▶ Problem requirements
Please return the full listing. Every line must match exactly.

Recorded data section start

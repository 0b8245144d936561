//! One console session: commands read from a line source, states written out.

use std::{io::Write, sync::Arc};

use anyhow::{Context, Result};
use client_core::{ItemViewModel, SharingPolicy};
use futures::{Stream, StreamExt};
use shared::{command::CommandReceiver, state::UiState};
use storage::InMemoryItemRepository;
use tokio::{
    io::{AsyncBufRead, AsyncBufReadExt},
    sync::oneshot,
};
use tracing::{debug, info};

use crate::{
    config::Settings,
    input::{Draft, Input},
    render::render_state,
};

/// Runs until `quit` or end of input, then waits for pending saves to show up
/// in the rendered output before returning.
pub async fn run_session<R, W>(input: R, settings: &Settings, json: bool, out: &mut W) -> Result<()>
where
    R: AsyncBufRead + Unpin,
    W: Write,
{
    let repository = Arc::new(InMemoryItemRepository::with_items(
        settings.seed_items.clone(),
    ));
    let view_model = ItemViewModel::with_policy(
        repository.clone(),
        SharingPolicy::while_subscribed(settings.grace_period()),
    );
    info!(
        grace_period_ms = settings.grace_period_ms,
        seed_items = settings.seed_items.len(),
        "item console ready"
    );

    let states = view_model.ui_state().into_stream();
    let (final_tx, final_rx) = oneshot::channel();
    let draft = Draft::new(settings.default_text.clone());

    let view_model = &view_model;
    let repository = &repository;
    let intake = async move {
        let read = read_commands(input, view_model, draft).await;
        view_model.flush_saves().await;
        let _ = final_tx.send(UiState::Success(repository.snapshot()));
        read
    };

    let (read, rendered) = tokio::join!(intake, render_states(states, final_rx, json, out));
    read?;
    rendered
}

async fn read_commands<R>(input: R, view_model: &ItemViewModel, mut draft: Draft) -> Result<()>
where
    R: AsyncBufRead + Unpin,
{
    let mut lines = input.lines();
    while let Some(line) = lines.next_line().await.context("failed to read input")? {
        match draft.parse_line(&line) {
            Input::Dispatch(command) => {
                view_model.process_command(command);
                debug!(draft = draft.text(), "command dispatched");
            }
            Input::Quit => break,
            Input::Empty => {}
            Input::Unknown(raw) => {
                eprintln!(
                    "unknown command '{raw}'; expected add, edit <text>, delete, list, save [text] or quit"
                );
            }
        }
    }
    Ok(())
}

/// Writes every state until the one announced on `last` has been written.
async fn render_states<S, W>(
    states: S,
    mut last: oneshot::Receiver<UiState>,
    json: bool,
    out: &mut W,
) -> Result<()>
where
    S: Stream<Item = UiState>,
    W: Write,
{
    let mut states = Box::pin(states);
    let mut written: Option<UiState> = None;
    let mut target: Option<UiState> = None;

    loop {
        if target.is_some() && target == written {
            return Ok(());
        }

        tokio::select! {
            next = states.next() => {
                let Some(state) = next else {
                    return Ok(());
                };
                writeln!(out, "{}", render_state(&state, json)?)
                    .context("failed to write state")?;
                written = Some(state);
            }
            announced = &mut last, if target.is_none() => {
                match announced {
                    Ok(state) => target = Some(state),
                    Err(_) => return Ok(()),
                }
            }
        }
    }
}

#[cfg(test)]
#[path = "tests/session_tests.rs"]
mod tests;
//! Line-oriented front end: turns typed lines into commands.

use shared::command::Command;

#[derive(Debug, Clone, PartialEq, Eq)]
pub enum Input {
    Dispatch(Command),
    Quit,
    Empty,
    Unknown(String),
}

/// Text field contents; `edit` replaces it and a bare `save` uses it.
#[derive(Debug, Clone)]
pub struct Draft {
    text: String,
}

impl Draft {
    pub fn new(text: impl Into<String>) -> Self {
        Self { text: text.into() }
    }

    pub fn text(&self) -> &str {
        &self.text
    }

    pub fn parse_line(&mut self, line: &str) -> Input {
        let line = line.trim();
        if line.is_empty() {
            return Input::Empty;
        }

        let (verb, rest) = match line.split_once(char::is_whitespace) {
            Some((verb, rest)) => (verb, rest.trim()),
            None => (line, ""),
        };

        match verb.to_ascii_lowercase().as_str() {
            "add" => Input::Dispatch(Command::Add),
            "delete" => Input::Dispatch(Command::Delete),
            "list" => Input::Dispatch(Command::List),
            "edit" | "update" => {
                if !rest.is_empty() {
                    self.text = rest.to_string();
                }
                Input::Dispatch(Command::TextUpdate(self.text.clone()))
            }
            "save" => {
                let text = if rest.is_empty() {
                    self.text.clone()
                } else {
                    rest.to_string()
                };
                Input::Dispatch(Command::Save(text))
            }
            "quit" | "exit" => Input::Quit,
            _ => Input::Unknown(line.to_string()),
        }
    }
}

Recorded data section end

▶ Reply
repository 0b8245144d936561
//! One console session: commands read from a line source, states written out.

use std::{io::Write, sync::Arc};

use anyhow::{Context, Result};
use client_core::{ItemViewModel, SharingPolicy};
use futures::{Stream, StreamExt};
use shared::{command::CommandReceiver, state::UiState};
use storage::InMemoryItemRepository;
use tokio::{
    io::{AsyncBufRead, AsyncBufReadExt},
    sync::oneshot,
};
use tracing::{debug, info};

use crate::{
    config::Settings,
    input::{Draft, Input},
    render::render_state,
};

/// Runs until `quit` or end of input, then waits for pending saves to show up
/// in the rendered output before returning.
pub async fn run_session<R, W>(input: R, settings: &Settings, json: bool, out: &mut W) -> Result<()>
where
    R: AsyncBufRead + Unpin,
    W: Write,
{
    let repository = Arc::new(InMemoryItemRepository::with_items(
        settings.seed_items.clone(),
    ));
    let view_model = ItemViewModel::with_policy(
        repository.clone(),
        SharingPolicy::while_subscribed(settings.grace_period()),
    );
    info!(
        grace_period_ms = settings.grace_period_ms,
        seed_items = settings.seed_items.len(),
        "item console ready"
    );

    let states = view_model.ui_state().into_stream();
    let (final_tx, final_rx) = oneshot::channel();
    let draft = Draft::new(settings.default_text.clone());

    let view_model = &view_model;
    let repository = &repository;
    let intake = async move {
        let read = read_commands(input, view_model, draft).await;
        view_model.flush_saves().await;
        let _ = final_tx.send(UiState::Success(repository.snapshot()));
        read
    };

    let (read, rendered) = tokio::join!(intake, render_states(states, final_rx, json, out));
    read?;
    rendered
}

async fn read_commands<R>(input: R, view_model: &ItemViewModel, mut draft: Draft) -> Result<()>
where
    R: AsyncBufRead + Unpin,
{
    let mut lines = input.lines();
    while let Some(line) = lines.next_line().await.context("failed to read input")? {
        match draft.parse_line(&line) {
            Input::Dispatch(command) => {
                view_model.process_command(command);
                debug!(draft = draft.text(), "command dispatched");
            }
            Input::Quit => break,
            Input::Empty => {}
            Input::Unknown(raw) => {
                eprintln!(
                    "unknown command '{raw}'; expected add, edit <text>, delete, list, save [text] or quit"
                );
            }
        }
    }
    Ok(())
}

/// Writes every state until the one announced on `last` has been written.
async fn render_states<S, W>(
    states: S,
    mut last: oneshot::Receiver<UiState>,
    json: bool,
    out: &mut W,
) -> Result<()>
where
    S: Stream<Item = UiState>,
    W: Write,
{
    let mut states = Box::pin(states);
    let mut written: Option<UiState> = None;
    let mut target: Option<UiState> = None;

    loop {
        if target.is_some() && target == written {
            return Ok(());
        }

        tokio::select! {
            next = states.next() => {
                let Some(state) = next else {
                    return Ok(());
                };
                writeln!(out, "{}", render_state(&state, json)?)
                    .context("failed to write state")?;
                written = Some(state);
            }
            announced = &mut last, if target.is_none() => {
                match announced {
                    Ok(state) => target = Some(state),
                    Err(_) => return Ok(()),
                }
            }
        }
    }
}

#[cfg(test)]
#[path = "tests/session_tests.rs"]
mod tests;
//! Line-oriented front end: turns typed lines into commands.

use shared::command::Command;

#[derive(Debug, Clone, PartialEq, Eq)]
pub enum Input {
    Dispatch(Command),
    Quit,
    Empty,
    Unknown(String),
}

/// Text field contents; `edit` replaces it and a bare `save` uses it.
#[derive(Debug, Clone)]
pub struct Draft {
    text: String,
}

impl Draft {
    pub fn new(text: impl Into<String>) -> Self {
        Self { text: text.into() }
    }

    pub fn text(&self) -> &str {
        &self.text
    }

    pub fn parse_line(&mut self, line: &str) -> Input {
        let line = line.trim();
        if line.is_empty() {
            return Input::Empty;
        }

        let (verb, rest) = match line.split_once(char::is_whitespace) {
            Some((verb, rest)) => (verb, rest.trim()),
            None => (line, ""),
        };

        match verb.to_ascii_lowercase().as_str() {
            "add" => Input::Dispatch(Command::Add),
            "delete" => Input::Dispatch(Command::Delete),
            "list" => Input::Dispatch(Command::List),
            "edit" | "update" => {
                if !rest.is_empty() {
                    self.text = rest.to_string();
                }
                Input::Dispatch(Command::TextUpdate(self.text.clone()))
            }
            "save" => {
                let text = if rest.is_empty() {
                    self.text.clone()
                } else {
                    rest.to_string()
                };
                Input::Dispatch(Command::Save(text))
            }
            "quit" | "exit" => Input::Quit,
            _ => Input::Unknown(line.to_string()),
        }
    }
}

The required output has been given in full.